A Câmara de Coimbra aprovou esta segunda-feira a cedência de dois edifícios municipais na baixa para instalar o Instituto Superior Miguel Torga (ISMT), numa votação na qual os vereadores da oposição se ausentaram em protesto perante dúvidas com o processo.
A proposta de cedência dos dois edifícios à Comunidade Intermunicipal da Região de Coimbra (CIMRC), que detém o ISMT, foi aprovada por unanimidade pelos vereadores presentes, os cinco elementos da coligação Avançar Coimbra (PS/Livre/PAN) e a ex-vereadora do Chega. Os cinco vereadores da coligação Juntos Somos Coimbra (PSD/IL/CDS-PP/Nós, Cidadãos!/MPT/PPM/Volt) ausentaram-se no momento da votação.
A cedência dos dois edifícios situados na rua Ferreira Borges àquela instituição privada do ensino superior será por um período de dez anos, passível de renovação.
Os dois edifícios, que serão entregues de forma faseada, dispõem de uma área bruta de construção conjunta de cerca de 1.700 metros quadrados e são atualmente utilizados por serviços municipais.
A CIMRC fica responsável pelas despesas correntes associadas à utilização do espaço e quaisquer obras de adaptação dos espaços dependem de autorização prévia da Câmara de Coimbra.
José Manuel Silva, da coligação Juntos Somos Coimbra, frisou que a oposição defende o ISMT e aplaude a instalação daquela instituição do ensino superior na Baixa, mas lamentou que a minuta é 'muito mais cuidadosa a proteger a CIMRC do que a proteger o município'.
O antigo presidente da Câmara criticou a falta de contrapartidas para o município, questionando qual o futuro que vai ser dado aos três edifícios do ISMT em Celas.
Para José Manuel Silva, impunha-se também 'um estudo económico-financeiro', tendo notado uma avaliação do valor dos dois imóveis, um relatório técnico de segurança dos dois edifícios e um parecer jurídico associado ao processo.
Durante a discussão, foi distribuída pelos vereadores da oposição o parecer jurídico, ao qual não tinham tido acesso, tendo sido pedida a suspensão da reunião por dez minutos para a análise daquele documento jurídico.
Após essa pausa, o vereador da coligação Juntos Somos Coimbra João Francisco Campos notou que o parecer defende uma avaliação prévia dos dois imóveis antes da tomada de decisão.
A presidente da Câmara, Ana Abrunhosa, disse que o município decidiu não seguir o entendimento do parecer jurídico, que não é vinculativo, considerando 'desnecessária essa avaliação', prevista para outras situações.
Além disso, a autarca notou que há 'uma questão prática', por as aulas começarem a 14 de setembro.
Na resposta, João Francisco Campos realçou que a oposição era favorável a ceder os imóveis, mas, não havendo avaliação, decidiram ausentar-se da discussão.
O vereador com a pasta dos edifícios municipais, Luís Filipe, salientou que a cedência dos imóveis tem como intenção a recuperação da Baixa de Coimbra e disse acreditar que a opção poderá ajudar a transformar aquela zona.
'Se não fosse esta estabilidade que garantimos, alguém acredita que o Instituto Superior Miguel Torga tivesse alguma procura?
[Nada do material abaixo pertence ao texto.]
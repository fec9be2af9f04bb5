//! Deterministic autoplay policy.
//!
//! Given a state, [`next_move`] picks the player expected to act and a
//! reasonable decision for them. Only the in-round phases are covered:
//! starting games, seating and dealing need a host with a deck.

use std::collections::BTreeMap;

use trick_types::{
    ActionBody, Card, ChoseBet, ChoseTrump, Discard, GameState, Phase, PlayCard, PlayerId, Rank,
    Suit,
};

/// The next in-round decision, if any player is expected to act.
pub fn next_move(state: &GameState) -> Option<(PlayerId, ActionBody)> {
    match state.phase {
        Phase::Betting => {
            let player = state
                .order_from_dealer()
                .into_iter()
                .find(|p| !state.bets.contains_key(p))?;
            let hand = state.hands.get(&player)?;
            let bet = hand.iter().filter(|c| c.rank >= Rank::Queen).count();
            let bet = u8::try_from(bet).unwrap_or(u8::MAX);
            Some((player, ActionBody::ChoseBet(ChoseBet { bet })))
        }
        Phase::ChoosingTrump => {
            let declarer = state.declarer?;
            let suit = longest_suit(state.hands.get(&declarer)?);
            Some((declarer, ActionBody::ChoseTrump(ChoseTrump { suit })))
        }
        Phase::Discarding => {
            let declarer = state.declarer?;
            let mut hand = state.hands.get(&declarer)?.clone();
            hand.sort_by_key(|c| (Some(c.suit) == state.trump, c.rank, c.suit));
            hand.truncate(state.kitty.len());
            Some((declarer, ActionBody::Discard(Discard { cards: hand })))
        }
        Phase::Playing => {
            let player = state.turn?;
            let card = choose_card(state.hands.get(&player)?, state)?;
            Some((player, ActionBody::PlayCard(PlayCard { card })))
        }
        Phase::AwaitingNewGame | Phase::Dealing | Phase::Scoring => None,
    }
}

/// Follow suit with the highest card, otherwise throw the lowest. Lead the
/// highest card in hand.
fn choose_card(hand: &[Card], state: &GameState) -> Option<Card> {
    match state.current_trick.led_suit() {
        None => hand.iter().max_by_key(|c| (c.rank, c.suit)).copied(),
        Some(led) => hand
            .iter()
            .filter(|c| c.suit == led)
            .max_by_key(|c| c.rank)
            .or_else(|| hand.iter().min_by_key(|c| (c.rank, c.suit)))
            .copied(),
    }
}

fn longest_suit(hand: &[Card]) -> Suit {
    let mut counts: BTreeMap<Suit, usize> = BTreeMap::new();
    for card in hand {
        *counts.entry(card.suit).or_default() += 1;
    }
    counts
        .into_iter()
        .max_by_key(|(suit, count)| (*count, *suit))
        .map(|(suit, _)| suit)
        .unwrap_or(Suit::Spades)
}
//! Phase-gated action router.
//!
//! The router owns one session's [`GameState`] together with the
//! [`Watermark`], the [`PendingBuffer`] and the [`GapBuffer`]. Every action
//! goes through the same steps:
//!
//! 1. `sequence <= watermark` → duplicate, dropped
//! 2. `sequence > watermark + 1` → held in the gap buffer
//! 3. `sequence == watermark + 1` → admitted: the watermark advances, then
//!    the action is applied if the phase accepts its kind, otherwise parked
//!
//! After every apply the pending buffer is re-scanned and the gap buffer is
//! drained. The router never performs I/O; it reports what happened as
//! [`RouterEvent`]s.

use trick_types::{Action, ActionKind, GameState, Phase, PlayerId, Sequence};

use crate::gap::{GapBuffer, Watermark};
use crate::pending::{PendingBuffer, PendingError, DEFAULT_PENDING_CAPACITY};
use crate::rules::{self, RuleError};
use crate::validity::accepts;

/// Where a sequence stands relative to the watermark.
#[derive(Debug, Clone, Copy, PartialEq, Eq)]
pub enum Admission {
    /// At or below the watermark.
    Duplicate,
    /// Exactly `watermark + 1`.
    Next,
    /// Beyond `watermark + 1`.
    Ahead,
}

/// Why an admitted action was dropped.
#[derive(Debug, Clone, PartialEq, Eq, thiserror::Error)]
pub enum DropReason {
    /// The rules refused it.
    #[error(transparent)]
    Rule(#[from] RuleError),
    /// It could not be parked.
    #[error(transparent)]
    Pending(#[from] PendingError),
}

/// Something the router did with an action.
#[derive(Debug, Clone, PartialEq, Eq)]
pub enum RouterEvent {
    /// Applied to the state.
    Applied {
        /// Sequence of the action.
        sequence: Sequence,
        /// Kind of the action.
        kind: ActionKind,
        /// Acting player.
        player: PlayerId,
    },
    /// Admitted but parked until a later phase accepts it.
    Parked {
        /// Sequence of the action.
        sequence: Sequence,
        /// Kind of the action.
        kind: ActionKind,
        /// Phase that refused it.
        phase: Phase,
    },
    /// Admitted and then dropped; the sequence stays consumed.
    Dropped {
        /// Sequence of the action.
        sequence: Sequence,
        /// Kind of the action.
        kind: ActionKind,
        /// Why it was dropped.
        reason: DropReason,
    },
    /// Already admitted before.
    Duplicate {
        /// Sequence of the action.
        sequence: Sequence,
        /// Kind of the action.
        kind: ActionKind,
    },
    /// Held because predecessors are missing.
    GapHeld {
        /// Sequence of the action.
        sequence: Sequence,
        /// Watermark at the time.
        watermark: Sequence,
    },
    /// The phase changed.
    PhaseChanged {
        /// Previous phase.
        from: Phase,
        /// New phase.
        to: Phase,
    },
    /// An ephemeral signal, passed through untouched.
    Signal(Action),
}

/// Routes actions into one session's game state.
#[derive(Debug, Clone)]
pub struct Router {
    state: GameState,
    watermark: Watermark,
    pending: PendingBuffer,
    gap: GapBuffer,
}

impl Router {
    /// A router for a fresh session.
    pub fn new() -> Self {
        Self::with_pending_capacity(DEFAULT_PENDING_CAPACITY)
    }

    /// A router for a fresh session with a custom pending buffer size.
    pub fn with_pending_capacity(capacity: usize) -> Self {
        Self {
            state: GameState::new(),
            watermark: Watermark::new(),
            pending: PendingBuffer::new(capacity),
            gap: GapBuffer::new(),
        }
    }

    /// Resume from a known state and watermark.
    pub fn from_state(state: GameState, watermark: Watermark) -> Self {
        Self {
            state,
            watermark,
            ..Self::new()
        }
    }

    /// Current game state.
    pub fn state(&self) -> &GameState {
        &self.state
    }

    /// Current watermark.
    pub fn watermark(&self) -> Watermark {
        self.watermark
    }

    /// Parked actions.
    pub fn pending(&self) -> &PendingBuffer {
        &self.pending
    }

    /// Actions held ahead of the watermark.
    pub fn gap(&self) -> &GapBuffer {
        &self.gap
    }

    /// Sequences known to be missing.
    pub fn missing(&self) -> Vec<Sequence> {
        self.gap.missing(self.watermark)
    }

    /// Classify a sequence against the watermark.
    pub fn classify(&self, sequence: Sequence) -> Admission {
        let next = self.watermark.next();
        if sequence < next {
            Admission::Duplicate
        } else if sequence == next {
            Admission::Next
        } else {
            Admission::Ahead
        }
    }

    /// Route one live action.
    pub fn route(&mut self, action: Action) -> Vec<RouterEvent> {
        let mut events = Vec::new();
        if action.is_ephemeral() {
            events.push(RouterEvent::Signal(action));
            return events;
        }

        match self.classify(action.sequence) {
            Admission::Duplicate => events.push(RouterEvent::Duplicate {
                sequence: action.sequence,
                kind: action.kind(),
            }),
            Admission::Ahead => self.hold(action, &mut events),
            Admission::Next => {
                self.admit(action, &mut events);
                self.drain_gaps(&mut events);
            }
        }
        events
    }

    /// Forget everything and start over at sequence 1.
    pub fn reset(&mut self) {
        self.state = GameState::new();
        self.watermark = Watermark::new();
        self.pending.clear();
        self.gap.clear();
    }

    /// Admit the action at `watermark + 1`.
    pub(crate) fn admit(&mut self, action: Action, events: &mut Vec<RouterEvent>) {
        debug_assert_eq!(action.sequence, self.watermark.next());
        self.watermark.advance(action.sequence);
        // A replayed copy may be admitted while the live copy is still held.
        self.gap.take(action.sequence);

        if accepts(self.state.phase, action.kind()) {
            self.apply_and_release(action, events);
            return;
        }

        let (sequence, kind) = (action.sequence, action.kind());
        match self.pending.insert(action) {
            Ok(()) => events.push(RouterEvent::Parked {
                sequence,
                kind,
                phase: self.state.phase,
            }),
            Err(err) => events.push(RouterEvent::Dropped {
                sequence,
                kind,
                reason: err.into(),
            }),
        }
    }

    /// Hold an action that is ahead of the watermark.
    pub(crate) fn hold(&mut self, action: Action, events: &mut Vec<RouterEvent>) {
        let (sequence, kind) = (action.sequence, action.kind());
        if self.gap.insert(action) {
            events.push(RouterEvent::GapHeld {
                sequence,
                watermark: self.watermark.get(),
            });
        } else {
            events.push(RouterEvent::Duplicate { sequence, kind });
        }
    }

    /// Admit held actions for as long as the next sequence is available.
    ///
    /// Returns how many were admitted.
    pub(crate) fn drain_gaps(&mut self, events: &mut Vec<RouterEvent>) -> usize {
        let mut drained = 0;
        while let Some(action) = self.gap.take(self.watermark.next()) {
            self.admit(action, events);
            drained += 1;
        }
        drained
    }

    fn apply_and_release(&mut self, action: Action, events: &mut Vec<RouterEvent>) {
        let mut next = Some(action);
        while let Some(action) = next {
            self.apply_one(&action, events);
            next = self.pending.pop_ready(self.state.phase);
        }
    }

    fn apply_one(&mut self, action: &Action, events: &mut Vec<RouterEvent>) {
        let from = self.state.phase;
        match rules::apply(&mut self.state, action) {
            Ok(()) => {
                events.push(RouterEvent::Applied {
                    sequence: action.sequence,
                    kind: action.kind(),
                    player: action.player,
                });
                if self.state.phase != from {
                    events.push(RouterEvent::PhaseChanged {
                        from,
                        to: self.state.phase,
                    });
                }
            }
            Err(err) => events.push(RouterEvent::Dropped {
                sequence: action.sequence,
                kind: action.kind(),
                reason: err.into(),
            }),
        }
    }
}

impl Default for Router {
    fn default() -> Self {
        Self::new()
    }
}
Se não fosse esta estabilidade que garantimos e dissemos aos pais em devido tempo, antes das candidaturas, alguém acredita que uma família deixasse que o seu filho se candidatasse ao Instituto Superior Miguel Torga?', questionou Ana Abrunhosa.
'Isto é político', defendeu a presidente da Câmara, considerando que é preciso 'trazer vida' para a Baixa de Coimbra.
O ISMT registou uma quebra de mais de 30% nas novas matrículas no ano letivo 2025/2026 e um resultado líquido negativo em 2025 de 70 mil euros.
No passado, a Agência de Avaliação e Acreditação do Ensino Superior (A3ES) decidiu não acreditar o Instituto Superior Miguel Torga, determinando o seu encerramento, decisão que é contestada em tribunal pela instituição.